Definition.For $A,A' \in \Omega^1_{flat}([0,1]\times U)$ define an equivalence relation which says that $A \sim A'$ precisely if there is a flat 1-form $\hat A \in \Omega^1(D^2\times U)$ on the disk times $U$ which interpolates between $A$ and $A'$ in the above sense.Proposition:Now the equivalence classes are real-valued smooth functions on $U$:$\Omega^1_{closed}([0,1] \times U)/\sim \simeq C^\infty(U,\mathbb{R}) \,.$ The equivalence is realized on representatives by the integral $\int_{[0,1]}$ at fixed $u \in U$

$\int_{[0,1]} (-)|_{u} : \Omega^1_{flat}([0,1]\times U) \to C^\infty(U,\mathbb{R}) \,.$

Proof:

Again it is clear that if there is an interpolating 1-form, then the integrals agree.
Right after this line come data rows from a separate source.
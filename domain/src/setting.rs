//! Encrypted storage of the third-party API keys the processing pipeline needs.
//!
//! Keys are sealed with the deployment-wide `ENCRYPTION_KEY` before they reach the
//! database and are only ever returned in plain text to the pipeline. A missing key is
//! a normal state that reads as "not configured".

use crate::encryption::Cipher;
use crate::error::{DomainErrorKind, EntityErrorKind, Error, InternalErrorKind};
use entity::credential_key::CredentialKey;
use entity_api::setting;
use log::*;
use sea_orm::strum::IntoEnumIterator;
use sea_orm::DatabaseConnection;
use serde::Serialize;
use service::config::Config;
use utoipa::ToSchema;

/// Visible characters at the end of a masked key
const MASK_VISIBLE_CHARS: usize = 4;

/// What the settings page may know about a stored credential.
#[derive(Debug, Clone, PartialEq, Serialize, ToSchema)]
pub struct CredentialStatus {
    pub key: CredentialKey,
    pub configured: bool,
    /// The key with all but its last characters hidden, ex. `****c3f9`
    pub masked_value: Option<String>,
    #[schema(value_type = Option<String>, format = DateTime)]
    pub updated_at: Option<chrono::DateTime<chrono::FixedOffset>>,
}

/// Returns the plain text API key stored under `key`, if any.
pub async fn get_api_key(
    db: &DatabaseConnection,
    config: &Config,
    key: CredentialKey,
) -> Result<Option<String>, Error> {
    let Some(stored) = setting::find_by_key(db, key).await? else {
        debug!("No {key} credential configured");
        return Ok(None);
    };

    let cipher = Cipher::from_config(config.encryption_key().as_deref())?;
    Ok(Some(cipher.open(&stored.encrypted_value)?))
}

/// Encrypts and stores `value` under `key`, replacing any previous value.
pub async fn set_api_key(
    db: &DatabaseConnection,
    config: &Config,
    key: CredentialKey,
    value: &str,
) -> Result<(), Error> {
    let value = value.trim();
    if value.is_empty() {
        return Err(Error {
            source: None,
            error_kind: DomainErrorKind::Internal(InternalErrorKind::Entity(
                EntityErrorKind::Invalid,
            )),
        });
    }

    let cipher = Cipher::from_config(config.encryption_key().as_deref())?;
    setting::upsert(db, key, cipher.seal(value)?).await?;
    info!("Stored {key} credential");
    Ok(())
}

/// Removes the credential stored under `key`. Removing an absent key is not an error.
pub async fn delete_api_key(db: &DatabaseConnection, key: CredentialKey) -> Result<(), Error> {
    if setting::delete_by_key(db, key).await? {
        info!("Removed {key} credential");
    }
    Ok(())
}

/// Reports every known credential, configured or not, with its value masked.
pub async fn find_all_status(
    db: &DatabaseConnection,
    config: &Config,
) -> Result<Vec<CredentialStatus>, Error> {
    let stored = setting::find_all(db).await?;
    let cipher = Cipher::from_config(config.encryption_key().as_deref()).ok();

    Ok(CredentialKey::iter()
        .map(|key| match stored.iter().find(|s| s.key == key) {
            Some(setting) => {
                let masked_value = cipher
                    .as_ref()
                    .and_then(|cipher| match cipher.open(&setting.encrypted_value) {
                        Ok(plain) => Some(mask_secret(&plain)),
                        Err(e) => {
                            warn!("Stored {key} credential cannot be decrypted: {e}");
                            None
                        }
                    });
                CredentialStatus {
                    key,
                    configured: true,
                    masked_value,
                    updated_at: Some(setting.updated_at),
                }
            }
            None => CredentialStatus {
                key,
                configured: false,
                masked_value: None,
                updated_at: None,
            },
        })
        .collect())
}

/// Hides all but the last few characters of a secret. Short secrets are hidden entirely.
pub fn mask_secret(secret: &str) -> String {
    let chars: Vec<char> = secret.chars().collect();
    if chars.len() <= MASK_VISIBLE_CHARS * 2 {
        return "*".repeat(8);
    }
    let visible: String = chars[chars.len() - MASK_VISIBLE_CHARS..].iter().collect();
    format!("****{visible}")
}

#[cfg(test)]
mod tests {
    use super::*;

    #[test]
    fn mask_secret_keeps_the_last_four_characters() {
        assert_eq!(mask_secret("sk-1234567890abcdef"), "****cdef");
    }

    #[test]
    fn mask_secret_hides_short_secrets_entirely() {
        assert_eq!(mask_secret("abc"), "********");
        assert_eq!(mask_secret("12345678"), "********");
    }

    #[cfg(feature = "mock")]
    mod mock {
        use super::super::*;
        use entity::{settings, Id};
        use sea_orm::{DatabaseBackend, MockDatabase};

        const TEST_KEY: &str = "0123456789abcdef0123456789abcdef0123456789abcdef0123456789abcdef";

        fn config() -> Config {
            Config::from_env().set_encryption_key(Some(TEST_KEY.to_string()))
        }

        fn stored(key: CredentialKey, plain: &str) -> settings::Model {
            let now = chrono::Utc::now();
            settings::Model {
                id: Id::new_v4(),
                key,
                encrypted_value: Cipher::from_hex(TEST_KEY).unwrap().seal(plain).unwrap(),
                created_at: now.into(),
                updated_at: now.into(),
            }
        }

        #[tokio::test]
        async fn get_api_key_decrypts_the_stored_value() -> Result<(), Error> {
            let db = MockDatabase::new(DatabaseBackend::Postgres)
                .append_query_results([vec![stored(CredentialKey::Gemini, "gem-secret-key")]])
                .into_connection();

            let value = get_api_key(&db, &config(), CredentialKey::Gemini).await?;

            assert_eq!(value.as_deref(), Some("gem-secret-key"));
            Ok(())
        }

        #[tokio::test]
        async fn get_api_key_reads_missing_values_as_none() -> Result<(), Error> {
            let db = MockDatabase::new(DatabaseBackend::Postgres)
                .append_query_results([Vec::<settings::Model>::new()])
                .into_connection();

            let value = get_api_key(&db, &config(), CredentialKey::AssemblyAi).await?;

            assert_eq!(value, None);
            Ok(())
        }

        #[tokio::test]
        async fn set_api_key_requires_an_encryption_key() {
            let db = MockDatabase::new(DatabaseBackend::Postgres).into_connection();
            let config = Config::from_env().set_encryption_key(None);

            let result = set_api_key(&db, &config, CredentialKey::Gemini, "value").await;

            assert_eq!(
                result.unwrap_err().error_kind,
                DomainErrorKind::Internal(InternalErrorKind::Config)
            );
        }

        #[tokio::test]
        async fn status_lists_every_credential_with_masked_values() -> Result<(), Error> {
            let db = MockDatabase::new(DatabaseBackend::Postgres)
                .append_query_results([vec![stored(
                    CredentialKey::AssemblyAi,
                    "aai-0000-1111-2222",
                )]])
                .into_connection();

            let statuses = find_all_status(&db, &config()).await?;

            assert_eq!(statuses.len(), 2);
            let assembly_ai = statuses
                .iter()
                .find(|s| s.key == CredentialKey::AssemblyAi)
                .unwrap();
            assert!(assembly_ai.configured);
            assert_eq!(assembly_ai.masked_value.as_deref(), Some("****2222"));
            let gemini = statuses
                .iter()
                .find(|s| s.key == CredentialKey::Gemini)
                .unwrap();
            assert!(!gemini.configured);
            assert_eq!(gemini.masked_value, None);
            Ok(())
        }
    }
}
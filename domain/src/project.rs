use crate::error::Error;
use crate::projects::Model;
use crate::Id;
use log::*;
use sea_orm::DatabaseConnection;

/// Creates a project owned by `user_id`. Names are unique per user.
pub async fn create(db: &DatabaseConnection, user_id: Id, model: Model) -> Result<Model, Error> {
    Ok(entity_api::project::create(db, user_id, model).await?)
}

pub async fn find_by_user(db: &DatabaseConnection, user_id: Id) -> Result<Vec<Model>, Error> {
    Ok(entity_api::project::find_by_user(db, user_id).await?)
}

/// Looks a project up on behalf of `user_id`. Projects of other users read as not found.
pub async fn find_by_id_for_user(
    db: &DatabaseConnection,
    user_id: Id,
    id: Id,
) -> Result<Model, Error> {
    let project = entity_api::project::find_by_id(db, id).await?;
    if project.user_id != user_id {
        debug!("User {user_id} requested project {id} owned by another user");
        return Err(Error::not_found());
    }
    Ok(project)
}

pub async fn update(
    db: &DatabaseConnection,
    user_id: Id,
    id: Id,
    model: Model,
) -> Result<Model, Error> {
    find_by_id_for_user(db, user_id, id).await?;
    Ok(entity_api::project::update(db, id, model).await?)
}

/// Deletes a project. Its meetings are kept and become unassigned.
pub async fn delete(db: &DatabaseConnection, user_id: Id, id: Id) -> Result<(), Error> {
    find_by_id_for_user(db, user_id, id).await?;
    entity_api::project::delete_by_id(db, id).await?;
    info!("Deleted project {id}");
    Ok(())
}
use crate::controller::ApiResponse;
use crate::extractors::compare_api_version::CompareApiVersion;
use crate::{AppState, Error};
use axum::{extract::State, http::StatusCode, response::IntoResponse, Json};
use domain::user::{self as UserApi, Registration};
use service::config::ApiVersion;

use log::*;

/// CREATE a new User account
#[utoipa::path(
    post,
    path = "/users",
    params(
        ApiVersion,
    ),
    request_body = domain::user::Registration,
    responses(
        (status = 201, description = "Successfully registered a new User", body = [domain::users::Model]),
        (status = 409, description = "Email address already registered"),
        (status = 422, description = "Invalid email address or password too short"),
        (status = 405, description = "Method not allowed")
    )
)]
pub async fn create(
    CompareApiVersion(_v): CompareApiVersion,
    State(app_state): State<AppState>,
    Json(registration): Json<Registration>,
) -> Result<impl IntoResponse, Error> {
    debug!("CREATE new User for: {}", registration.email);

    let user = UserApi::register(app_state.db_conn_ref(), registration).await?;

    info!("Registered User {}", user.id);

    Ok(Json(ApiResponse::new(StatusCode::CREATED.into(), user)))
}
Conversely, if the integrals agree proceed as above, build a 1-form $\tilde A \in \Omega^1_{closed}(S^1 \times U)$ to be decomposed as $\tilde A = \tilde A_\sigma d\sigma + \sum_i \tilde A_{u^i} \, d u^i \,.$

Then set as before $\hat A = f(r) (\tilde A_\sigma d\sigma + \sum_i \tilde A_{u^i}\, d u^i) + f'(r)(\int_0^\sigma \tilde A_\sigma \, d\sigma) dr \,.$

To see that this is indeed closed differentiate under the integral sign and use the flatness of $\tilde A$.

There are analogous stories to be told for “integration without integration” of higher forms. That amounts to computing the concrete fundamental $n$-groupoid

$\Pi_n(S(CE(b^{n-1}u(1))))$

of the non-concrete generalized smooth classifying space of closed $n$-forms.